PRC1复合体在胚胎发育早期具有重要功能，然而，由于其成分复杂、存在多个亚型，目前对PRC1各亚型的具体功能及调控机制尚不清楚。我们前期通过单细胞RNA-seq分析人类植入前胚胎各时期细胞的基因表达水平，发现PCGF1作为母源因子，可能参与形成主要的母源PRC1亚型，即PRC1.1。在此基础上，本课题拟利用小鼠早期胚胎，通过基因沉默技术、单细胞RNA-seq、PBAT及STAR-ChIP-seq研究PCGF1／PRC1.1在早期胚胎中的功能、下游基因及其通过组蛋白修饰、DNA甲基化修饰调控的分子机制。进一步，利用胚胎干细胞模型深入揭示PCGF1／PRC1.1的表观遗传调控机制。最后，将通过蛋白免疫沉淀、凝胶过滤层析及蛋白质谱等相关技术鉴定母源PRC1.1组分。本课题的完成可为揭示母源PRC1调控早期胚胎发育的表观遗传学机制提供线索。

在哺乳动物植入前胚胎发育过程中，伴随着受精卵的数次卵裂，胚胎逐步恢复全能性，并发生了第一次细胞命运决定，产生了内细胞团（ICM）和滋养外胚层（TE）。临床中发现大量的人类胚胎阻滞在合子基因组激活（ZGA）及围着床时期，因此，阐明早期胚胎发育的调控机制具有重要的临床意义。PRC1复合体（Polycomb repressive complex1）在胚胎发育早期具有重要功能，根据PCGF家族蛋白可以将PRC1分为6种亚型。由于PRC1成分复杂、存在多个亚型，目前对PRC1各亚型在植入前胚胎发育过程中的具体功能及调控机制尚不清楚。通过分析人类及小鼠植入前胚胎转录组数据，我们发现PCGF1作为母源因子，在植入前胚胎发育早期表达丰度显著高于其它同家族蛋白，提示PCGF1在植入前胚胎中可能具有重要功能，可能参与形成主要的母源PRC1亚型，即PRC1.1。利用Morpholinos敲低PCGF1在植入前胚胎中的表达，小鼠胚胎囊胚形成率显著降低，部分胚胎阻滞在2-细胞阶段，提示PCGF1可能参与了ZGA过程。进一步，我们利用CRISPR/CAS9基因编辑技术建立了PCGF1敲除小鼠胚胎干细胞株，并分析了敲除PCGF1对下游基因表达的影响。结果表明，在胚胎干细胞中敲除PCGF1有868个基因表达显著下调，只有140个基因表达上调，说明PCGF1对下游基因的表达主要起激活作用。值得注意的是，在敲除PCGF1下调的基因中存在113个ZGA相关基因，包括Zscan4a/b/c/d/f。
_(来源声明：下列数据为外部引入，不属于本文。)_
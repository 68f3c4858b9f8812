//! Gradebook report entry point.
//!
//! Seeds the local database file and prints the fixed report to stdout.
//! Any failure ends the process with a non-zero status and the raw error.

use gradebook_core::db::open_db;
use gradebook_core::{
    core_version, default_log_dir, default_log_level, init_logging, RandomSeedSource,
    ReportConfig, ReportService, SeedConfig,
};
use log::info;
use std::error::Error;
use std::io;

fn main() -> Result<(), Box<dyn Error>> {
    let log_dir = default_log_dir();
    if let Err(err) = init_logging(default_log_level(), &log_dir.to_string_lossy()) {
        eprintln!("gradebook: file logging disabled: {err}");
    }
    info!("event=cli_start module=cli status=ok version={}", core_version());

    let report_config = ReportConfig::default();
    let mut conn = open_db(&report_config.db_path)?;

    let mut service = ReportService::new(
        SeedConfig::default(),
        report_config,
        RandomSeedSource::from_entropy(),
    );
    let stdout = io::stdout();
    let mut out = stdout.lock();
    service.run(&mut conn, &mut out)?;

    Ok(())
}
//! School record types.
//!
//! # Responsibility
//! - Define the five persisted records (group, teacher, course, student,
//!   grade) as plain data with identifier references.
//! - Define write-side inputs (`New*`) and their validation.
//!
//! # Invariants
//! - Records never embed each other; relationships are ids resolved by joins.
//! - A grade value is always within [`GRADE_MIN`, `GRADE_MAX`].
//! - Name fields are never blank.

use chrono::NaiveDate;
use serde::{Deserialize, Serialize};
use std::error::Error;
use std::fmt::{Display, Formatter};

pub type GroupId = i64;
pub type TeacherId = i64;
pub type CourseId = i64;
pub type StudentId = i64;
pub type GradeId = i64;

/// Lowest grade value the store accepts.
pub const GRADE_MIN: i64 = 1;
/// Highest grade value the store accepts.
pub const GRADE_MAX: i64 = 100;

/// A cohort of students.
#[derive(Debug, Clone, PartialEq, Eq, Serialize, Deserialize)]
pub struct Group {
    pub id: GroupId,
    pub group_name: String,
}

/// An instructor owning zero or more courses.
#[derive(Debug, Clone, PartialEq, Eq, Serialize, Deserialize)]
pub struct Teacher {
    pub id: TeacherId,
    pub first_name: String,
    pub last_name: String,
}

impl Teacher {
    pub fn full_name(&self) -> String {
        format!("{} {}", self.first_name, self.last_name)
    }
}

/// A subject of instruction.
#[derive(Debug, Clone, PartialEq, Eq, Serialize, Deserialize)]
pub struct Course {
    pub id: CourseId,
    pub course_name: String,
    /// `None` while the course is unassigned.
    pub teacher_id: Option<TeacherId>,
}

/// A learner, optionally placed in one group.
#[derive(Debug, Clone, PartialEq, Eq, Serialize, Deserialize)]
pub struct Student {
    pub id: StudentId,
    pub first_name: String,
    pub last_name: String,
    pub group_id: Option<GroupId>,
}

impl Student {
    pub fn full_name(&self) -> String {
        format!("{} {}", self.first_name, self.last_name)
    }
}

/// One scored assessment of a student in a course on a date.
#[derive(Debug, Clone, PartialEq, Eq, Serialize, Deserialize)]
pub struct Grade {
    pub id: GradeId,
    pub student_id: StudentId,
    pub course_id: CourseId,
    /// Serialized as `grade` to match the storage column.
    #[serde(rename = "grade")]
    pub value: i64,
    pub grade_date: NaiveDate,
}

/// Validation failure for write-side record inputs.
#[derive(Debug, Clone, PartialEq, Eq)]
pub enum RecordValidationError {
    GradeOutOfRange { value: i64 },
    BlankName { field: &'static str },
}

impl Display for RecordValidationError {
    fn fmt(&self, f: &mut Formatter<'_>) -> std::fmt::Result {
        match self {
            Self::GradeOutOfRange { value } => write!(
                f,
                "grade value {value} is outside the allowed range {GRADE_MIN}..={GRADE_MAX}"
            ),
            Self::BlankName { field } => write!(f, "`{field}` must not be blank"),
        }
    }
}

impl Error for RecordValidationError {}

/// Input for inserting one group.
#[derive(Debug, Clone, PartialEq, Eq)]
pub struct NewGroup {
    pub group_name: String,
}

impl NewGroup {
    pub fn new(group_name: impl Into<String>) -> Self {
        Self {
            group_name: group_name.into(),
        }
    }

    pub fn validate(&self) -> Result<(), RecordValidationError> {
        require_name("group_name", &self.group_name)
    }
}

/// Input for inserting one teacher.
#[derive(Debug, Clone, PartialEq, Eq)]
pub struct NewTeacher {
    pub first_name: String,
    pub last_name: String,
}

impl NewTeacher {
    pub fn new(first_name: impl Into<String>, last_name: impl Into<String>) -> Self {
        Self {
            first_name: first_name.into(),
            last_name: last_name.into(),
        }
    }

    pub fn validate(&self) -> Result<(), RecordValidationError> {
        require_name("first_name", &self.first_name)?;
        require_name("last_name", &self.last_name)
    }
}

/// Input for inserting one course.
#[derive(Debug, Clone, PartialEq, Eq)]
pub struct NewCourse {
    pub course_name: String,
    pub teacher_id: Option<TeacherId>,
}

impl NewCourse {
    pub fn new(course_name: impl Into<String>, teacher_id: Option<TeacherId>) -> Self {
        Self {
            course_name: course_name.into(),
            teacher_id,
        }
    }

    pub fn validate(&self) -> Result<(), RecordValidationError> {
        require_name("course_name", &self.course_name)
    }
}

/// Input for inserting one student.
#[derive(Debug, Clone, PartialEq, Eq)]
pub struct NewStudent {
    pub first_name: String,
    pub last_name: String,
    pub group_id: Option<GroupId>,
}

impl NewStudent {
    pub fn new(
        first_name: impl Into<String>,
        last_name: impl Into<String>,
        group_id: Option<GroupId>,
    ) -> Self {
        Self {
            first_name: first_name.into(),
            last_name: last_name.into(),
            group_id,
        }
    }

    pub fn validate(&self) -> Result<(), RecordValidationError> {
        require_name("first_name", &self.first_name)?;
        require_name("last_name", &self.last_name)
    }
}

/// Input for inserting one grade.
///
/// Referential checks (student and course exist) are left to the storage
/// engine's foreign keys.
#[derive(Debug, Clone, PartialEq, Eq)]
pub struct NewGrade {
    pub student_id: StudentId,
    pub course_id: CourseId,
    pub value: i64,
    pub grade_date: NaiveDate,
}

impl NewGrade {
    pub fn validate(&self) -> Result<(), RecordValidationError> {
        if !is_valid_grade(self.value) {
            return Err(RecordValidationError::GradeOutOfRange { value: self.value });
        }
        Ok(())
    }
}

/// Returns whether `value` is an acceptable grade.
pub fn is_valid_grade(value: i64) -> bool {
    (GRADE_MIN..=GRADE_MAX).contains(&value)
}

fn require_name(field: &'static str, value: &str) -> Result<(), RecordValidationError> {
    if value.trim().is_empty() {
        return Err(RecordValidationError::BlankName { field });
    }
    Ok(())
}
进一步生信分析发现敲除PCGF1后表达量下调的重复元件主要为LTR（80.81%），包括MERVL、ERVL、MT2等，提示PCGF1可能通过上调LTR重复元件的活性调控ZGA相关基因的表达。利用ChIP-seq研究发现，敲除PCGF1后PRC2核心组分Ezh2及H3K27me3在下游基因的富集增强，尤其是敲除PCGF1下调的基因，说明PCGF1可能通过竞争性抑制PRC2的富集维持下游基因的表达活性。本研究揭示了PCGF1在早期胚胎发育中的作用及具体分子调控机制，为人类早期胚胎发育异常患者的诊疗提供理论支持。